We're going over the finer points of language at our house these days, as well as keeping promises, and being aware of other people's feelings. We have this conversation almost every day:

Xavier: Gwen, when?

Me: When what?

Xavier: When is she going to play Legos with me?

Me: Xav, your sister does not want to play Legos all the time -- you need to learn to like playing Legos on your own.

Xavier: But she said she would do it after she finished (insert whatever activity here).

Me: Gwen, did you say that?

Gwen: Well, yes, but ...

Me: Well, then, you should have told him you didn't want to play with him in the first place -- go play Legos with him.

Gwen: Grrr! (Stomp! Stomp! Stomp!)

And a good time is not had by all. Sometimes I wonder, "When the heck will Gwen learn to say 'no' instead of putting her brother off? Why do we do this again and again?"

But then I remember THIS conversation that Adam and I have over and over again (this week, in fact) ...

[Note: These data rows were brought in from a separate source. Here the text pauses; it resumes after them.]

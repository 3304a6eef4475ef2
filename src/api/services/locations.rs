//! Query surface
//!
//! Four read-only operations: resolve by IP (path or query parameter,
//! defaulting to the caller's address), resolve this instance's public
//! location, and the public/local address sets. Client-visible payloads
//! never include `last_updated`.

use std::sync::Arc;

use actix_web::http::StatusCode;
use actix_web::{HttpRequest, HttpResponse, Responder, web};
use serde::{Deserialize, Serialize};
use tokio_util::sync::CancellationToken;
use tracing::trace;

use crate::errors::IpLocatorError;
use crate::repository::Location;
use crate::services::LocationService;

#[derive(Serialize, Deserialize, Clone, Debug)]
pub struct ApiResponse<T> {
    pub code: i32,
    pub data: T,
}

/// Client-visible Location payload
#[derive(Serialize, Deserialize, Clone, Debug)]
pub struct LocationResponse {
    pub id: String,
    pub ip: String,
    pub city: String,
    pub region: String,
    pub country: String,
    pub country_code: String,
    pub continent: String,
    pub latitude: String,
    pub longitude: String,
}

impl From<Location> for LocationResponse {
    fn from(location: Location) -> Self {
        Self {
            id: location.id,
            ip: location.ip,
            city: location.city,
            region: location.region,
            country: location.country,
            country_code: location.country_code,
            continent: location.continent,
            latitude: location.latitude,
            longitude: location.longitude,
        }
    }
}

#[derive(Serialize, Deserialize, Clone, Debug)]
pub struct IpsResponse {
    pub ips: Vec<String>,
}

#[derive(Deserialize, Debug)]
pub struct ResolveQuery {
    pub ip: Option<String>,
}

fn location_response(location: Location) -> HttpResponse {
    HttpResponse::Ok().json(ApiResponse {
        code: 0,
        data: LocationResponse::from(location),
    })
}

fn error_response(err: IpLocatorError) -> HttpResponse {
    let status = match err {
        IpLocatorError::InvalidInput(_) => StatusCode::BAD_REQUEST,
        IpLocatorError::NoAddressAvailable(_) => StatusCode::SERVICE_UNAVAILABLE,
        IpLocatorError::Cancelled(_) => StatusCode::REQUEST_TIMEOUT,
        _ => StatusCode::INTERNAL_SERVER_ERROR,
    };

    HttpResponse::build(status).json(ApiResponse {
        code: status.as_u16() as i32,
        data: err.to_string(),
    })
}

/// Audit user identifier from the request headers
fn user_id(req: &HttpRequest) -> Option<String> {
    req.headers()
        .get("x-user-id")
        .and_then(|h| h.to_str().ok())
        .map(String::from)
}

/// Caller address: X-Forwarded-For first (first entry), then X-Real-IP,
/// then the connection peer
fn client_ip(req: &HttpRequest) -> Option<String> {
    req.headers()
        .get("x-forwarded-for")
        .and_then(|h| h.to_str().ok())
        .and_then(|s| s.split(',').next())
        .map(|s| s.trim().to_string())
        .or_else(|| {
            req.headers()
                .get("x-real-ip")
                .and_then(|h| h.to_str().ok())
                .map(String::from)
        })
        .or_else(|| req.peer_addr().map(|addr| addr.ip().to_string()))
}

pub struct LocationsService;

impl LocationsService {
    /// GET /locations/{ip}
    pub async fn get_location_by_path(
        req: HttpRequest,
        path: web::Path<String>,
        service: web::Data<Arc<LocationService>>,
    ) -> impl Responder {
        let ip = path.into_inner();
        trace!("Resolving location for {}", ip);

        let cancel = CancellationToken::new();
        match service
            .resolve_location(&ip, user_id(&req).as_deref(), &cancel)
            .await
        {
            Ok(location) => location_response(location),
            Err(e) => error_response(e),
        }
    }

    /// GET /locations?ip=... (defaults to the caller's own address)
    pub async fn get_location(
        req: HttpRequest,
        query: web::Query<ResolveQuery>,
        service: web::Data<Arc<LocationService>>,
    ) -> impl Responder {
        let Some(ip) = query.ip.clone().or_else(|| client_ip(&req)) else {
            return error_response(IpLocatorError::invalid_input(
                "no ip parameter and no client address",
            ));
        };

        let cancel = CancellationToken::new();
        match service
            .resolve_location(&ip, user_id(&req).as_deref(), &cancel)
            .await
        {
            Ok(location) => location_response(location),
            Err(e) => error_response(e),
        }
    }

    /// GET /locations/current
    pub async fn get_current_location(
        req: HttpRequest,
        service: web::Data<Arc<LocationService>>,
    ) -> impl Responder {
        let cancel = CancellationToken::new();
        match service
            .resolve_current_location(user_id(&req).as_deref(), &cancel)
            .await
        {
            Ok(location) => location_response(location),
            Err(e) => error_response(e),
        }
    }

    /// GET /ips/public
    pub async fn get_public_ips(service: web::Data<Arc<LocationService>>) -> impl Responder {
        let ips = service
            .address_book()
            .public_addresses()
            .iter()
            .map(|addr| addr.to_string())
            .collect();

        HttpResponse::Ok().json(ApiResponse {
            code: 0,
            data: IpsResponse { ips },
        })
    }

    /// GET /ips/local
    pub async fn get_local_ips(service: web::Data<Arc<LocationService>>) -> impl Responder {
        let ips = service
            .address_book()
            .local_addresses()
            .iter()
            .map(|addr| addr.to_string())
            .collect();

        HttpResponse::Ok().json(ApiResponse {
            code: 0,
            data: IpsResponse { ips },
        })
    }
}

pub fn location_routes(cfg: &mut web::ServiceConfig) {
    cfg.service(
        web::scope("/locations")
            .route("/current", web::get().to(LocationsService::get_current_location))
            .route("/{ip}", web::get().to(LocationsService::get_location_by_path))
            .route("", web::get().to(LocationsService::get_location)),
    )
    .service(
        web::scope("/ips")
            .route("/public", web::get().to(LocationsService::get_public_ips))
            .route("/local", web::get().to(LocationsService::get_local_ips)),
    );
}
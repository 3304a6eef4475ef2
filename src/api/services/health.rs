use std::sync::Arc;
use std::time::Duration;

use actix_web::{HttpResponse, Responder, web};
use serde::{Deserialize, Serialize};
use tracing::{error, trace};

use crate::repository::LocationRepository;
use crate::utils::location_id;

#[derive(Serialize, Deserialize, Clone, Debug)]
pub struct HealthResponse {
    pub status: String,
    pub storage: HealthStorageCheck,
}

#[derive(Serialize, Deserialize, Clone, Debug)]
pub struct HealthStorageCheck {
    pub status: String,
    #[serde(skip_serializing_if = "Option::is_none")]
    pub error: Option<String>,
}

pub struct HealthService;

impl HealthService {
    pub async fn health_check(
        repository: web::Data<Arc<dyn LocationRepository>>,
    ) -> impl Responder {
        trace!("Received health check request");

        // A single bounded primary-key read, no data loaded
        let probe_id = location_id("127.0.0.1");
        let probe = repository.get_by_id(&probe_id);
        let storage = match tokio::time::timeout(Duration::from_secs(5), probe).await {
            Ok(Ok(_)) => HealthStorageCheck {
                status: "healthy".to_string(),
                error: None,
            },
            Ok(Err(e)) => {
                error!("Storage health check failed: {}", e);
                HealthStorageCheck {
                    status: "unhealthy".to_string(),
                    error: Some(e.to_string()),
                }
            }
            Err(_) => {
                error!("Storage health check timeout");
                HealthStorageCheck {
                    status: "unhealthy".to_string(),
                    error: Some("timeout".to_string()),
                }
            }
        };

        let healthy = storage.status == "healthy";
        let body = HealthResponse {
            status: if healthy { "healthy" } else { "unhealthy" }.to_string(),
            storage,
        };

        if healthy {
            HttpResponse::Ok().json(body)
        } else {
            HttpResponse::ServiceUnavailable().json(body)
        }
    }
}

pub fn health_routes(cfg: &mut web::ServiceConfig) {
    cfg.route("/health", web::get().to(HealthService::health_check));
}
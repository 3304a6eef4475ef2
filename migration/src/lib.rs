pub use sea_orm_migration::prelude::*;

pub mod entities;
mod m020251104_000001_ip_locations;

pub struct Migrator;

#[async_trait::async_trait]
impl MigratorTrait for Migrator {
    fn migrations() -> Vec<Box<dyn MigrationTrait>> {
        vec![Box::new(m020251104_000001_ip_locations::Migration)]
    }
}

Xavier: Cough! Cough! Cough!

Me: (Sniff! Sniff!) Are you cooking (insert aromatic food like onions or bacon)?

Adam: Yes.

Me: Adam, you can't cook that when Xavier is sick -- you know it sets off his asthma!

Adam: Grrr! (Stomp! Stomp! Stomp!) Well, I guess I should just forget about cooking entirely when Xavier is sick!

... so evidently the kids come by it naturally.


The indoor soccer season is winding down. The indoor soccer program did not include practices, but Xavier's "regular season" coach offered to coach practices on Fridays, and I think Xav enjoyed the practices more than the games.

Gwen was also allowed to participate in the practices. She was always really psyched about going, but the practices also always ended in tears because almost all the other players were aggressive little boys, and Gwen is not aggressive. Since she wasn't willing to break into the fray and steal the ball, and eight-year-old boys aren't big on passing the ball at all, let alone to girls, she got very little "ball" time and she'd take it personally.

At one of the recent practices, Xavier noticed that Gwen was upset. He tried to pass her the ball a couple of times, but she usually didn't notice in time and someone else would get the ball. Finally Xavier screamed (so loudly that EVERYONE in the soccer gym could hear it), "PASS GWEN THE BALL! WHAT THE HECK IS THE MATTER WITH YOU GUYS?!?!"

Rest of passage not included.